- Opening Delimiter -

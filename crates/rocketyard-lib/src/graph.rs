//! Graph traversal shared by the rocket assembler and the relation validators.
//!
//! Both sides need the same three questions answered over string-keyed graphs:
//! which nodes are reachable from a start node, whether following a single
//! parent pointer ever returns to the origin, and where a directed graph
//! closes a cycle. Keeping them here means the assembler's cycle rejection and
//! the tech-tree/celestial checks cannot drift apart.

use std::collections::{HashMap, HashSet, VecDeque};
use std::hash::Hash;

/// Breadth-first reachability from `start`. The result includes `start`.
pub fn collect_reachable<N, F, I>(start: N, mut neighbours: F) -> HashSet<N>
where
    N: Clone + Eq + Hash,
    F: FnMut(&N) -> I,
    I: IntoIterator<Item = N>,
{
    let mut visited = HashSet::new();
    let mut queue = VecDeque::new();

    visited.insert(start.clone());
    queue.push_back(start);

    while let Some(current) = queue.pop_front() {
        for next in neighbours(&current) {
            if visited.insert(next.clone()) {
                queue.push_back(next);
            }
        }
    }

    visited
}

/// Walk the single-parent chain starting at `origin` and report whether it
/// comes back to `origin`. Chains that run into an unrelated loop terminate
/// without being attributed to `origin`.
pub fn parent_chain_returns<N, F>(origin: &N, mut parent_of: F) -> bool
where
    N: Clone + Eq + Hash,
    F: FnMut(&N) -> Option<N>,
{
    let mut visited = HashSet::new();
    visited.insert(origin.clone());
    let mut current = origin.clone();

    while let Some(parent) = parent_of(&current) {
        if &parent == origin {
            return true;
        }
        if !visited.insert(parent.clone()) {
            return false;
        }
        current = parent;
    }

    false
}

/// A directed edge `from -> to` that closed a cycle during depth-first search.
#[derive(Debug, Clone, PartialEq, Eq)]
pub struct CycleEdge<N> {
    pub from: N,
    pub to: N,
}

#[derive(Clone, Copy, PartialEq, Eq)]
enum Mark {
    White,
    Gray,
    Black,
}

/// Iterative white/gray/black depth-first search over `nodes`.
///
/// Returns one [`CycleEdge`] for every back edge found, in discovery order;
/// `from` is the node at which the cycle is closed. Neighbours not present in
/// `nodes` are ignored, so dangling references are left to the caller.
pub fn find_cycles<N, F, I>(nodes: &[N], mut neighbours: F) -> Vec<CycleEdge<N>>
where
    N: Clone + Eq + Hash,
    F: FnMut(&N) -> I,
    I: IntoIterator<Item = N>,
{
    let mut marks: HashMap<N, Mark> = nodes.iter().map(|n| (n.clone(), Mark::White)).collect();
    let mut cycles = Vec::new();

    for root in nodes {
        if marks.get(root) != Some(&Mark::White) {
            continue;
        }

        // Each frame holds a node and the neighbours still to visit.
        let mut stack: Vec<(N, std::vec::IntoIter<N>)> = Vec::new();
        marks.insert(root.clone(), Mark::Gray);
        let children: Vec<N> = neighbours(root).into_iter().collect();
        stack.push((root.clone(), children.into_iter()));

        while let Some((node, pending)) = stack.last_mut() {
            match pending.next() {
                Some(next) => match marks.get(&next).copied() {
                    Some(Mark::White) => {
                        marks.insert(next.clone(), Mark::Gray);
                        let children: Vec<N> = neighbours(&next).into_iter().collect();
                        stack.push((next, children.into_iter()));
                    }
                    Some(Mark::Gray) => cycles.push(CycleEdge {
                        from: node.clone(),
                        to: next,
                    }),
                    Some(Mark::Black) | None => {}
                },
                None => {
                    let node = node.clone();
                    marks.insert(node, Mark::Black);
                    stack.pop();
                }
            }
        }
    }

    cycles
}

#[cfg(test)]
mod tests {
    use super::*;

    fn adjacency(edges: &[(&'static str, &'static str)]) -> HashMap<&'static str, Vec<&'static str>> {
        let mut map: HashMap<&'static str, Vec<&'static str>> = HashMap::new();
        for (from, to) in edges {
            map.entry(*from).or_default().push(*to);
        }
        map
    }

    #[test]
    fn reachable_includes_start_and_descendants() {
        let adj = adjacency(&[("a", "b"), ("b", "c"), ("d", "a")]);
        let reached = collect_reachable("a", |n| adj.get(n).cloned().unwrap_or_default());
        assert_eq!(reached, HashSet::from(["a", "b", "c"]));
    }

    #[test]
    fn parent_chain_detects_two_cycle() {
        let parents = HashMap::from([("a", "b"), ("b", "a"), ("c", "a")]);
        let parent_of = |n: &&str| parents.get(n).copied();
        assert!(parent_chain_returns(&"a", parent_of));
        assert!(parent_chain_returns(&"b", parent_of));
        assert!(!parent_chain_returns(&"c", parent_of));
    }

    #[test]
    fn parent_chain_ends_at_root() {
        let parents = HashMap::from([("moon", "planet"), ("planet", "sun")]);
        assert!(!parent_chain_returns(&"moon", |n: &&str| parents.get(n).copied()));
    }

    #[test]
    fn find_cycles_reports_closing_node() {
        let adj = adjacency(&[("a", "b"), ("b", "c"), ("c", "a"), ("d", "a")]);
        let nodes = ["a", "b", "c", "d"];
        let cycles = find_cycles(&nodes, |n| adj.get(n).cloned().unwrap_or_default());
        assert_eq!(cycles, vec![CycleEdge { from: "c", to: "a" }]);
    }

    #[test]
    fn find_cycles_accepts_diamonds() {
        let adj = adjacency(&[("a", "b"), ("a", "c"), ("b", "d"), ("c", "d")]);
        let nodes = ["a", "b", "c", "d"];
        assert!(find_cycles(&nodes, |n| adj.get(n).cloned().unwrap_or_default()).is_empty());
    }

    #[test]
    fn find_cycles_flags_self_loop_and_ignores_dangling() {
        let adj = adjacency(&[("a", "a"), ("b", "zzz")]);
        let nodes = ["a", "b"];
        let cycles = find_cycles(&nodes, |n| adj.get(n).cloned().unwrap_or_default());
        assert_eq!(cycles, vec![CycleEdge { from: "a", to: "a" }]);
    }
}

- Closing Delimiter -

- _WHAT YOU WILL DO_:
Print every record above exactly as written.

- _SOLVED EXERCISE_:
filename crates/rocketyard-lib/src/graph.rs
//! Graph traversal shared by the rocket assembler and the relation validators.
//!
//! Both sides need the same three questions answered over string-keyed graphs:
//! which nodes are reachable from a start node, whether following a single
//! parent pointer ever returns to the origin, and where a directed graph
//! closes a cycle. Keeping them here means the assembler's cycle rejection and
//! the tech-tree/celestial checks cannot drift apart.

use std::collections::{HashMap, HashSet, VecDeque};
use std::hash::Hash;

/// Breadth-first reachability from `start`. The result includes `start`.
pub fn collect_reachable<N, F, I>(start: N, mut neighbours: F) -> HashSet<N>
where
    N: Clone + Eq + Hash,
    F: FnMut(&N) -> I,
    I: IntoIterator<Item = N>,
{
    let mut visited = HashSet::new();
    let mut queue = VecDeque::new();

    visited.insert(start.clone());
    queue.push_back(start);

    while let Some(current) = queue.pop_front() {
        for next in neighbours(&current) {
            if visited.insert(next.clone()) {
                queue.push_back(next);
            }
        }
    }

    visited
}

/// Walk the single-parent chain starting at `origin` and report whether it
/// comes back to `origin`. Chains that run into an unrelated loop terminate
/// without being attributed to `origin`.
pub fn parent_chain_returns<N, F>(origin: &N, mut parent_of: F) -> bool
where
    N: Clone + Eq + Hash,
    F: FnMut(&N) -> Option<N>,
{
    let mut visited = HashSet::new();
    visited.insert(origin.clone());
    let mut current = origin.clone();

    while let Some(parent) = parent_of(&current) {
        if &parent == origin {
            return true;
        }
        if !visited.insert(parent.clone()) {
            return false;
        }
        current = parent;
    }

    false
}

/// A directed edge `from -> to` that closed a cycle during depth-first search.
#[derive(Debug, Clone, PartialEq, Eq)]
pub struct CycleEdge<N> {
    pub from: N,
    pub to: N,
}

#[derive(Clone, Copy, PartialEq, Eq)]
enum Mark {
    White,
    Gray,
    Black,
}

/// Iterative white/gray/black depth-first search over `nodes`.
///
/// Returns one [`CycleEdge`] for every back edge found, in discovery order;
/// `from` is the node at which the cycle is closed. Neighbours not present in
/// `nodes` are ignored, so dangling references are left to the caller.
pub fn find_cycles<N, F, I>(nodes: &[N], mut neighbours: F) -> Vec<CycleEdge<N>>
where
    N: Clone + Eq + Hash,
    F: FnMut(&N) -> I,
    I: IntoIterator<Item = N>,
{
    let mut marks: HashMap<N, Mark> = nodes.iter().map(|n| (n.clone(), Mark::White)).collect();
    let mut cycles = Vec::new();

    for root in nodes {
        if marks.get(root) != Some(&Mark::White) {
            continue;
        }

        // Each frame holds a node and the neighbours still to visit.
        let mut stack: Vec<(N, std::vec::IntoIter<N>)> = Vec::new();
        marks.insert(root.clone(), Mark::Gray);
        let children: Vec<N> = neighbours(root).into_iter().collect();
        stack.push((root.clone(), children.into_iter()));

        while let Some((node, pending)) = stack.last_mut() {
            match pending.next() {
                Some(next) => match marks.get(&next).copied() {
                    Some(Mark::White) => {
                        marks.insert(next.clone(), Mark::Gray);
                        let children: Vec<N> = neighbours(&next).into_iter().collect();
                        stack.push((next, children.into_iter()));
                    }
                    Some(Mark::Gray) => cycles.push(CycleEdge {
                        from: node.clone(),
                        to: next,
                    }),
                    Some(Mark::Black) | None => {}
                },
                None => {
                    let node = node.clone();
                    marks.insert(node, Mark::Black);
                    stack.pop();
                }
            }
        }
    }

    cycles
}

#[cfg(test)]
mod tests {
    use super::*;

    fn adjacency(edges: &[(&'static str, &'static str)]) -> HashMap<&'static str, Vec<&'static str>> {
        let mut map: HashMap<&'static str, Vec<&'static str>> = HashMap::new();
        for (from, to) in edges {
            map.entry(*from).or_default().push(*to);
        }
        map
    }

    #[test]
    fn reachable_includes_start_and_descendants() {
        let adj = adjacency(&[("a", "b"), ("b", "c"), ("d", "a")]);
        let reached = collect_reachable("a", |n| adj.get(n).cloned().unwrap_or_default());
        assert_eq!(reached, HashSet::from(["a", "b", "c"]));
    }

    #[test]
    fn parent_chain_detects_two_cycle() {
        let parents = HashMap::from([("a", "b"), ("b", "a"), ("c", "a")]);
        let parent_of = |n: &&str| parents.get(n).copied();
        assert!(parent_chain_returns(&"a", parent_of));
        assert!(parent_chain_returns(&"b", parent_of));
        assert!(!parent_chain_returns(&"c", parent_of));
    }

    #[test]
    fn parent_chain_ends_at_root() {
        let parents = HashMap::from([("moon", "planet"), ("planet", "sun")]);
        assert!(!parent_chain_returns(&"moon", |n: &&str| parents.get(n).copied()));
    }

    #[test]
    fn find_cycles_reports_closing_node() {
        let adj = adjacency(&[("a", "b"), ("b", "c"), ("c", "a"), ("d", "a")]);
        let nodes = ["a", "b", "c", "d"];
        let cycles = find_cycles(&nodes, |n| adj.get(n).cloned().unwrap_or_default());
        assert_eq!(cycles, vec![CycleEdge { from: "c", to: "a" }]);
    }

    #[test]
    fn find_cycles_accepts_diamonds() {
        let adj = adjacency(&[("a", "b"), ("a", "c"), ("b", "d"), ("c", "d")]);
        let nodes = ["a", "b", "c", "d"];
        assert!(find_cycles(&nodes, |n| adj.get(n).cloned().unwrap_or_default()).is_empty());
    }

    #[test]
    fn find_cycles_flags_self_loop_and_ignores_dangling() {
        let adj = adjacency(&[("a", "a"), ("b", "zzz")]);
        let nodes = ["a", "b"];
        let cycles = find_cycles(&nodes, |n| adj.get(n).cloned().unwrap_or_default());
        assert_eq!(cycles, vec![CycleEdge { from: "a", to: "a" }]);
    }
}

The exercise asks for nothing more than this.